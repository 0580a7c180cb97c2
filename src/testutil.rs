// Copyright (c) Facebook, Inc. and its affiliates.
// Modifications Copyright (c) 2022-2023 Bolt Labs Holdings, Inc
//
// This source code is licensed under both the MIT license found in the
// LICENSE-MIT file in the root directory of this source tree and the Apache
// License, Version 2.0 found in the LICENSE-APACHE file in the root directory
// of this source tree.

//! Shared fixtures for the crate's tests: reproducible randomness, index
//! builders, share perturbation, and synthetic biased-RNG outputs.

use crate::{
    brng::{Row, Sharing, Table},
    curve::{CurvePoint, Scalar},
    vss::{self, Commitment, Share, VerifiableShare, VerifiableShares},
};
use k256::elliptic_curve::{Field, PrimeField};
use rand::{
    rngs::{OsRng, StdRng},
    Rng, SeedableRng,
};

/// Returns an rng to be used for testing. This will print the rng seed to
/// stderr so that if a test fails, the failing seed can be recovered and used
/// for debugging.
pub(crate) fn init_testing() -> StdRng {
    let mut seeder = OsRng;
    let seed = seeder.gen();
    eprintln!("To re-run test with the same randomness, use init_testing_with_seed() with the following seed:");
    eprintln!("\t{seed:?}");
    StdRng::from_seed(seed)
}

/// A seeded version of [`init_testing`] that also turns on logging. Only for
/// debugging a failing run; keep ordinary tests on [`init_testing`].
#[allow(unused)]
pub(crate) fn init_testing_with_seed(seed: [u8; 32]) -> StdRng {
    use tracing_subscriber::{layer::SubscriberExt, util::SubscriberInitExt, EnvFilter};

    let stdout_layer = tracing_subscriber::fmt::layer().pretty();
    // It's okay if this fails. It just means logging has already been set up
    // for this thread.
    let _ = tracing_subscriber::registry()
        .with(EnvFilter::from_default_env())
        .with(stdout_layer)
        .try_init();

    StdRng::from_seed(seed)
}

/// The player indices `1, 2, ..., n` as field elements.
pub(crate) fn sequential_indices(n: usize) -> Vec<Scalar> {
    (1..=n).map(|i| Scalar::from_u128(i as u128)).collect()
}

/// The share batch held by player `i`: one share per batch position.
pub(crate) fn shares_at(sets_of_shares: &[VerifiableShares], i: usize) -> VerifiableShares {
    sets_of_shares.iter().map(|shares| shares[i]).collect()
}

/// Replace the share's index with a random one.
pub(crate) fn perturb_index(vshare: &mut VerifiableShare, rng: &mut StdRng) {
    *vshare = VerifiableShare::new(
        Share::new(
            vshare.index() + Scalar::random(&mut *rng),
            *vshare.share().value(),
        ),
        *vshare.decommitment(),
    );
}

/// Replace the share's value with a random one.
pub(crate) fn perturb_value(vshare: &mut VerifiableShare, rng: &mut StdRng) {
    *vshare = VerifiableShare::new(
        Share::new(
            *vshare.index(),
            vshare.share().value() + Scalar::random(&mut *rng),
        ),
        *vshare.decommitment(),
    );
}

/// Replace the share's decommitment with a random one.
pub(crate) fn perturb_decommitment(vshare: &mut VerifiableShare, rng: &mut StdRng) {
    *vshare = VerifiableShare::new(
        *vshare.share(),
        vshare.decommitment() + Scalar::random(&mut *rng),
    );
}

/// A random valid sharing for the given indices with reconstruction
/// threshold `k` and Pedersen parameter `h`.
pub(crate) fn random_valid_sharing(
    rng: &mut StdRng,
    indices: &[Scalar],
    k: usize,
    h: &CurvePoint,
) -> Sharing {
    let secret = Scalar::random(&mut *rng);
    let (shares, commitment) = vss::share_secret(rng, indices, h, secret, k);
    Sharing::new(shares, commitment)
}

/// A random valid row with batch size `b`.
pub(crate) fn random_valid_row(
    rng: &mut StdRng,
    indices: &[Scalar],
    k: usize,
    b: usize,
    h: &CurvePoint,
) -> Row {
    Row::from(
        (0..b)
            .map(|_| random_valid_sharing(rng, indices, k, h))
            .collect::<Vec<_>>(),
    )
}

/// A random valid table with `t` rows.
pub(crate) fn random_valid_table(
    rng: &mut StdRng,
    indices: &[Scalar],
    h: &CurvePoint,
    k: usize,
    b: usize,
    t: usize,
) -> Table {
    Table::from(
        (0..t)
            .map(|_| random_valid_row(rng, indices, k, b, h))
            .collect::<Vec<_>>(),
    )
}

/// A synthetic biased-RNG output batch for a single player: for each of `b`
/// batch positions, the player's own shares of `k` sharings plus those
/// sharings' commitments.
pub(crate) fn brng_output_batch(
    rng: &mut StdRng,
    index: &Scalar,
    b: usize,
    k: usize,
    h: &CurvePoint,
) -> (Vec<VerifiableShares>, Vec<Vec<Commitment>>) {
    let mut sets_of_shares = Vec::with_capacity(b);
    let mut sets_of_commitments = Vec::with_capacity(b);
    for _ in 0..b {
        let mut set = Vec::with_capacity(k);
        let mut coms = Vec::with_capacity(k);
        for _ in 0..k {
            let secret = Scalar::random(&mut *rng);
            let (mut shares, commitment) = vss::share_secret(
                rng,
                std::slice::from_ref(index),
                h,
                secret,
                k,
            );
            set.push(shares.pop().unwrap());
            coms.push(commitment);
        }
        sets_of_shares.push(set);
        sets_of_commitments.push(coms);
    }
    (sets_of_shares, sets_of_commitments)
}

/// A synthetic biased-RNG output batch for a whole network: per-player share
/// batches plus the commitments common to all players. When `is_zero` is set
/// the batch feeds a zero sharing and carries one sharing less per position.
#[allow(clippy::type_complexity)]
pub(crate) fn brng_output_full_batch(
    rng: &mut StdRng,
    indices: &[Scalar],
    b: usize,
    k: usize,
    h: &CurvePoint,
    is_zero: bool,
) -> (Vec<Vec<VerifiableShares>>, Vec<Vec<Commitment>>) {
    let n = indices.len();
    let required = if is_zero { k - 1 } else { k };

    let mut by_player = vec![Vec::with_capacity(b); n];
    let mut sets_of_commitments = Vec::with_capacity(b);
    for _ in 0..b {
        let mut coms = Vec::with_capacity(required);
        let mut per_run_shares = Vec::with_capacity(required);
        for _ in 0..required {
            let secret = Scalar::random(&mut *rng);
            let (shares, commitment) = vss::share_secret(rng, indices, h, secret, k);
            coms.push(commitment);
            per_run_shares.push(shares);
        }
        for (position, sets) in by_player.iter_mut().enumerate() {
            let set: VerifiableShares = per_run_shares
                .iter()
                .map(|shares| shares[position])
                .collect();
            sets.push(set);
        }
        sets_of_commitments.push(coms);
    }
    (by_player, sets_of_commitments)
}

/// Everything the player at `index` sees in one run: its own biased-RNG
/// output batch, the common commitments, and the opening batches every
/// player (itself included) would direct at it, aligned with `indices`.
#[allow(clippy::type_complexity)]
pub(crate) fn rng_shares_batch(
    rng: &mut StdRng,
    indices: &[Scalar],
    index: &Scalar,
    b: usize,
    k: usize,
    h: &CurvePoint,
    is_zero: bool,
) -> (
    Vec<VerifiableShares>,
    Vec<Vec<Commitment>>,
    Vec<VerifiableShares>,
) {
    let (by_player, sets_of_commitments) = brng_output_full_batch(rng, indices, b, k, h, is_zero);
    let position = indices
        .iter()
        .position(|candidate| candidate == index)
        .expect("index must be one of the player indices");

    let openings_by_player: Vec<VerifiableShares> = by_player
        .iter()
        .map(|sets| {
            sets.iter()
                .map(|set| crate::rng::directed_opening(index, set, is_zero))
                .collect()
        })
        .collect();

    let own_sets = by_player[position].clone();
    (own_sets, sets_of_commitments, openings_by_player)
}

Task to complete ▸ Your task is to retype all of the records exactly.

Written answer ▸
repository 0580a7c180cb97c2
filename src/testutil.rs
// Copyright (c) Facebook, Inc. and its affiliates.
// Modifications Copyright (c) 2022-2023 Bolt Labs Holdings, Inc
//
// This source code is licensed under both the MIT license found in the
// LICENSE-MIT file in the root directory of this source tree and the Apache
// License, Version 2.0 found in the LICENSE-APACHE file in the root directory
// of this source tree.

//! Shared fixtures for the crate's tests: reproducible randomness, index
//! builders, share perturbation, and synthetic biased-RNG outputs.

use crate::{
    brng::{Row, Sharing, Table},
    curve::{CurvePoint, Scalar},
    vss::{self, Commitment, Share, VerifiableShare, VerifiableShares},
};
use k256::elliptic_curve::{Field, PrimeField};
use rand::{
    rngs::{OsRng, StdRng},
    Rng, SeedableRng,
};

/// Returns an rng to be used for testing. This will print the rng seed to
/// stderr so that if a test fails, the failing seed can be recovered and used
/// for debugging.
pub(crate) fn init_testing() -> StdRng {
    let mut seeder = OsRng;
    let seed = seeder.gen();
    eprintln!("To re-run test with the same randomness, use init_testing_with_seed() with the following seed:");
    eprintln!("\t{seed:?}");
    StdRng::from_seed(seed)
}

/// A seeded version of [`init_testing`] that also turns on logging. Only for
/// debugging a failing run; keep ordinary tests on [`init_testing`].
#[allow(unused)]
pub(crate) fn init_testing_with_seed(seed: [u8; 32]) -> StdRng {
    use tracing_subscriber::{layer::SubscriberExt, util::SubscriberInitExt, EnvFilter};

    let stdout_layer = tracing_subscriber::fmt::layer().pretty();
    // It's okay if this fails. It just means logging has already been set up
    // for this thread.
    let _ = tracing_subscriber::registry()
        .with(EnvFilter::from_default_env())
        .with(stdout_layer)
        .try_init();

    StdRng::from_seed(seed)
}

/// The player indices `1, 2, ..., n` as field elements.
pub(crate) fn sequential_indices(n: usize) -> Vec<Scalar> {
    (1..=n).map(|i| Scalar::from_u128(i as u128)).collect()
}

/// The share batch held by player `i`: one share per batch position.
pub(crate) fn shares_at(sets_of_shares: &[VerifiableShares], i: usize) -> VerifiableShares {
    sets_of_shares.iter().map(|shares| shares[i]).collect()
}

/// Replace the share's index with a random one.
pub(crate) fn perturb_index(vshare: &mut VerifiableShare, rng: &mut StdRng) {
    *vshare = VerifiableShare::new(
        Share::new(
            vshare.index() + Scalar::random(&mut *rng),
            *vshare.share().value(),
        ),
        *vshare.decommitment(),
    );
}

/// Replace the share's value with a random one.
pub(crate) fn perturb_value(vshare: &mut VerifiableShare, rng: &mut StdRng) {
    *vshare = VerifiableShare::new(
        Share::new(
            *vshare.index(),
            vshare.share().value() + Scalar::random(&mut *rng),
        ),
        *vshare.decommitment(),
    );
}

/// Replace the share's decommitment with a random one.
pub(crate) fn perturb_decommitment(vshare: &mut VerifiableShare, rng: &mut StdRng) {
    *vshare = VerifiableShare::new(
        *vshare.share(),
        vshare.decommitment() + Scalar::random(&mut *rng),
    );
}

/// A random valid sharing for the given indices with reconstruction
/// threshold `k` and Pedersen parameter `h`.
pub(crate) fn random_valid_sharing(
    rng: &mut StdRng,
    indices: &[Scalar],
    k: usize,
    h: &CurvePoint,
) -> Sharing {
    let secret = Scalar::random(&mut *rng);
    let (shares, commitment) = vss::share_secret(rng, indices, h, secret, k);
    Sharing::new(shares, commitment)
}

/// A random valid row with batch size `b`.
pub(crate) fn random_valid_row(
    rng: &mut StdRng,
    indices: &[Scalar],
    k: usize,
    b: usize,
    h: &CurvePoint,
) -> Row {
    Row::from(
        (0..b)
            .map(|_| random_valid_sharing(rng, indices, k, h))
            .collect::<Vec<_>>(),
    )
}

/// A random valid table with `t` rows.
pub(crate) fn random_valid_table(
    rng: &mut StdRng,
    indices: &[Scalar],
    h: &CurvePoint,
    k: usize,
    b: usize,
    t: usize,
) -> Table {
    Table::from(
        (0..t)
            .map(|_| random_valid_row(rng, indices, k, b, h))
            .collect::<Vec<_>>(),
    )
}

/// A synthetic biased-RNG output batch for a single player: for each of `b`
/// batch positions, the player's own shares of `k` sharings plus those
/// sharings' commitments.
pub(crate) fn brng_output_batch(
    rng: &mut StdRng,
    index: &Scalar,
    b: usize,
    k: usize,
    h: &CurvePoint,
) -> (Vec<VerifiableShares>, Vec<Vec<Commitment>>) {
    let mut sets_of_shares = Vec::with_capacity(b);
    let mut sets_of_commitments = Vec::with_capacity(b);
    for _ in 0..b {
        let mut set = Vec::with_capacity(k);
        let mut coms = Vec::with_capacity(k);
        for _ in 0..k {
            let secret = Scalar::random(&mut *rng);
            let (mut shares, commitment) = vss::share_secret(
                rng,
                std::slice::from_ref(index),
                h,
                secret,
                k,
            );
            set.push(shares.pop().unwrap());
            coms.push(commitment);
        }
        sets_of_shares.push(set);
        sets_of_commitments.push(coms);
    }
    (sets_of_shares, sets_of_commitments)
}

/// A synthetic biased-RNG output batch for a whole network: per-player share
/// batches plus the commitments common to all players. When `is_zero` is set
/// the batch feeds a zero sharing and carries one sharing less per position.
#[allow(clippy::type_complexity)]
pub(crate) fn brng_output_full_batch(
    rng: &mut StdRng,
    indices: &[Scalar],
    b: usize,
    k: usize,
    h: &CurvePoint,
    is_zero: bool,
) -> (Vec<Vec<VerifiableShares>>, Vec<Vec<Commitment>>) {
    let n = indices.len();
    let required = if is_zero { k - 1 } else { k };

    let mut by_player = vec![Vec::with_capacity(b); n];
    let mut sets_of_commitments = Vec::with_capacity(b);
    for _ in 0..b {
        let mut coms = Vec::with_capacity(required);
        let mut per_run_shares = Vec::with_capacity(required);
        for _ in 0..required {
            let secret = Scalar::random(&mut *rng);
            let (shares, commitment) = vss::share_secret(rng, indices, h, secret, k);
            coms.push(commitment);
            per_run_shares.push(shares);
        }
        for (position, sets) in by_player.iter_mut().enumerate() {
            let set: VerifiableShares = per_run_shares
                .iter()
                .map(|shares| shares[position])
                .collect();
            sets.push(set);
        }
        sets_of_commitments.push(coms);
    }
    (by_player, sets_of_commitments)
}

/// Everything the player at `index` sees in one run: its own biased-RNG
/// output batch, the common commitments, and the opening batches every
/// player (itself included) would direct at it, aligned with `indices`.
#[allow(clippy::type_complexity)]
pub(crate) fn rng_shares_batch(
    rng: &mut StdRng,
    indices: &[Scalar],
    index: &Scalar,
    b: usize,
    k: usize,
    h: &CurvePoint,
    is_zero: bool,
) -> (
    Vec<VerifiableShares>,
    Vec<Vec<Commitment>>,
    Vec<VerifiableShares>,
) {
    let (by_player, sets_of_commitments) = brng_output_full_batch(rng, indices, b, k, h, is_zero);
    let position = indices
        .iter()
        .position(|candidate| candidate == index)
        .expect("index must be one of the player indices");

    let openings_by_player: Vec<VerifiableShares> = by_player
        .iter()
        .map(|sets| {
            sets.iter()
                .map(|set| crate::rng::directed_opening(index, set, is_zero))
                .collect()
        })
        .collect();

    let own_sets = by_player[position].clone();
    (own_sets, sets_of_commitments, openings_by_player)
}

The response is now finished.